### EXERCISE AIM
Provide only the number of lines below that contain the word "client".

### TASK DATA
_ _ _

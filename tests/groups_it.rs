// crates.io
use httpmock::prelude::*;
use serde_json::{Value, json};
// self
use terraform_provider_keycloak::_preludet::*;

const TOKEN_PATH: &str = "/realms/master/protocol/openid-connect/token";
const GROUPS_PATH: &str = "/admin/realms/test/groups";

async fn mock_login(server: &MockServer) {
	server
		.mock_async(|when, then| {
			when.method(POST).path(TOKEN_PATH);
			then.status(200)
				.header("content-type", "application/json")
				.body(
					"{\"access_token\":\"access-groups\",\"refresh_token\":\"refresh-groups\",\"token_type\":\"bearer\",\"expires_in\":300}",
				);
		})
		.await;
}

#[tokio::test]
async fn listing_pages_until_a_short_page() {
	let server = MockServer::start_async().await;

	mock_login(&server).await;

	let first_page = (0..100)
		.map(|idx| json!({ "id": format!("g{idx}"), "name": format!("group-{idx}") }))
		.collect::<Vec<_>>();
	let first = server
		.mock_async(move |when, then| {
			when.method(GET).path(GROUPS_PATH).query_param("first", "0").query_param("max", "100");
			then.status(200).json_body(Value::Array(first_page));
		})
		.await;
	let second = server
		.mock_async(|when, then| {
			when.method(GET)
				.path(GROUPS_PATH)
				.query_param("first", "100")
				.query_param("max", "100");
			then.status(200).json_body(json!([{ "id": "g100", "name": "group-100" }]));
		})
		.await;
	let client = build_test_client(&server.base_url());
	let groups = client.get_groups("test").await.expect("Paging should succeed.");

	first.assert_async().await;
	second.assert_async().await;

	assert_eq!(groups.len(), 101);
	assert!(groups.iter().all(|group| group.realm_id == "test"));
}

_ _ _

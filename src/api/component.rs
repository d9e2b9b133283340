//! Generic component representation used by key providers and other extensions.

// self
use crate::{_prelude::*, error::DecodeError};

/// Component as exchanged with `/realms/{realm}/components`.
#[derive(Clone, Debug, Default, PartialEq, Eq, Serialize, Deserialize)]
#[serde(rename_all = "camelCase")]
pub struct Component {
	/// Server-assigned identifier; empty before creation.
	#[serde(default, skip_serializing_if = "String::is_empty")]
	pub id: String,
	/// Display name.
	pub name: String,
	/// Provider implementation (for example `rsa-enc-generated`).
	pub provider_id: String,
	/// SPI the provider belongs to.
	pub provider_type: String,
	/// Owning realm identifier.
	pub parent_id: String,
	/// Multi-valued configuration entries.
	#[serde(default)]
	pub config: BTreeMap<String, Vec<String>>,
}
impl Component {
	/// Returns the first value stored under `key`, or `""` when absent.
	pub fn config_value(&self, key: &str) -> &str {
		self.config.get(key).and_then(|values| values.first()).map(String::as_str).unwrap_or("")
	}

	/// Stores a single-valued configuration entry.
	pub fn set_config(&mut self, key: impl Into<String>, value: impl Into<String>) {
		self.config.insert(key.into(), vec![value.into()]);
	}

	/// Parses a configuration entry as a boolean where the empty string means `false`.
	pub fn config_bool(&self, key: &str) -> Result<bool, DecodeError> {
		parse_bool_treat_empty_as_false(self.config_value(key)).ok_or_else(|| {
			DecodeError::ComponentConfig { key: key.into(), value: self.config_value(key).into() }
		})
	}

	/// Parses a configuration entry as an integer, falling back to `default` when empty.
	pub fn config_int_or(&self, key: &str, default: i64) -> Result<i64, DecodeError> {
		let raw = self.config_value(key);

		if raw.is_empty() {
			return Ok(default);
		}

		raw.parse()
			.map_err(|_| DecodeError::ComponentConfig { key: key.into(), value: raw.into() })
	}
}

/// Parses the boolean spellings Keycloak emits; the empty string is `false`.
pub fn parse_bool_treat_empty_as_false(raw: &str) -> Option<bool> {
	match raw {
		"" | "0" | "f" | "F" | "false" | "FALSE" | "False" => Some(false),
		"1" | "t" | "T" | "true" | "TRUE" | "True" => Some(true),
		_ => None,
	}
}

_ _ _

### SOLUTION TO THIS TASK
2